With our body, we can offer prostrations. With our speech, we can recite mantras. With our mind, we can practice deep samadhi and meditate on love, compassion, and bodhichitta. 

We can also use our possessions and our wealth to make offerings to the buddhas and the Three Jewels and to make gifts to the downtrodden. 

In terms of practice, often the best way to accumulate merit is through what is known as the seven-branch prayer. 

The seven branches are to [1] prostrate, [2] make offerings, [3] make confessions, [4] rejoice in the virtue of others, [5] request the buddhas to turn the wheel of Dharma, [6] supplicate the buddhas and bodhisattvas not to pass into nirvana, and [7] dedicate the virtue to the benefit of others. 

Accumulating merit by means such as the seven-branch prayer is the second cause for rebirth in Amitabha’s pure realm of Sukhavati.

Source: Khenchen Thrangu. Advice from a Yogi: An Explanation of a Tibetan Classic on What Is Most Important. Padampa Sangye’s One Hundred Verses. Boston, MA: Shambhala Publications, 2015.


The second principal meditation to cultivate as a condition necessary for rebirth in Sukhavati is to accumulate merit. Even though the transfer of merit from Amitabha is a principal force in our rebirth in Sukhavati, we need our own merit. 

[Note: Merit is virtually synonymous with good karma and is a cornerstone in Pure Land doctrine. Merit is what created Sukhavati and what is transferred to us by Amitabha that enables us to be reborn there. Good deeds are the best way to accumulate merit. See the many references to merit in Luis O. Gómez, The Land of Bliss: The Paradise of the Buddha of Measureless Light (Honolulu: University of Hawaii Press, 1996).]
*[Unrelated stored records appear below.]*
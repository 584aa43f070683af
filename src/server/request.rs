use http::method::InvalidMethod;
use http::Method;
use may_minihttp::Request;
use std::io::Read;
use std::sync::Arc;
use tracing::{debug, warn};

use crate::dispatcher::{Context, HeaderVec};

/// Build a [`Context`] from a `may_minihttp::Request`.
///
/// The body is read to the end here, inside the request's coroutine. A read
/// failure is logged and leaves the body empty.
///
/// # Errors
///
/// Returns `InvalidMethod` when the request line carries a method token that
/// is not valid HTTP.
pub fn parse_request(req: Request) -> Result<Context, InvalidMethod> {
    let method = req.method().to_string();
    let url = req.path().to_string();
    let headers = lowercase_headers(req.headers().iter().map(|h| (h.name, h.value)));

    let mut body = Vec::new();
    if let Err(err) = req.body().read_to_end(&mut body) {
        warn!(method = %method, url = %url, error = %err, "Request body read failed");
        body.clear();
    }

    context_from_parts(&method, &url, headers, body)
}

/// Collect raw header pairs with lowercase names and lossily decoded values.
pub fn lowercase_headers<'a, I>(raw: I) -> HeaderVec
where
    I: IntoIterator<Item = (&'a str, &'a [u8])>,
{
    raw.into_iter()
        .map(|(name, value)| {
            (
                Arc::from(name.to_ascii_lowercase()),
                String::from_utf8_lossy(value).into_owned(),
            )
        })
        .collect()
}

/// Validate the method token and build the context.
///
/// # Errors
///
/// Returns `InvalidMethod` for a malformed method token.
pub fn context_from_parts(
    method: &str,
    url: &str,
    headers: HeaderVec,
    body: Vec<u8>,
) -> Result<Context, InvalidMethod> {
    let method = Method::from_bytes(method.as_bytes())?;
    let header_count = headers.len();
    let body_len = body.len();
    let ctx = Context::new(method, url, headers, body);
    debug!(
        request_id = %ctx.request_id,
        method = %ctx.method(),
        path = %ctx.path(),
        header_count,
        body_len,
        "HTTP request parsed"
    );
    Ok(ctx)
}

#[cfg(test)]
mod tests {
    use super::*;

    #[test]
    fn test_lowercase_headers() {
        let raw: Vec<(&str, &[u8])> = vec![
            ("Content-Type", b"application/json".as_slice()),
            ("X-Custom", b"v\xff".as_slice()),
        ];
        let headers = lowercase_headers(raw);
        assert_eq!(headers[0].0.as_ref(), "content-type");
        assert_eq!(headers[0].1, "application/json");
        assert_eq!(headers[1].0.as_ref(), "x-custom");
        assert_eq!(headers[1].1, "v\u{fffd}");
    }

    #[test]
    fn test_context_from_parts() {
        let headers = lowercase_headers(vec![("Cookie", b"sid=1".as_slice())]);
        let ctx = context_from_parts("PATCH", "/items/3?dry=1", headers, b"{}".to_vec()).unwrap();
        assert_eq!(*ctx.method(), Method::PATCH);
        assert_eq!(ctx.path(), "/items/3");
        assert_eq!(ctx.query_param("dry"), Some("1"));
        assert_eq!(ctx.cookie("sid"), Some("1"));
        assert_eq!(ctx.raw_body(), b"{}");
    }

    #[test]
    fn test_invalid_method_rejected() {
        assert!(context_from_parts("GE T", "/", HeaderVec::new(), Vec::new()).is_err());
    }
}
Source: Holecek, Andrew. Preparing to Die: Practical Advice and Spiritual Wisdom from the Tibetan Buddhist Tradition. Boston & London: Snow Lion, 2013.


Listen, Contemplate, Meditate

Merit is virtually synonymous with good karma and is a cornerstone in Pure Land doctrine.

Merit is what created Sukhavati and what is transferred to us by Amitabha that enables us to be reborn there.

Good deeds are the best way to accumulate merit.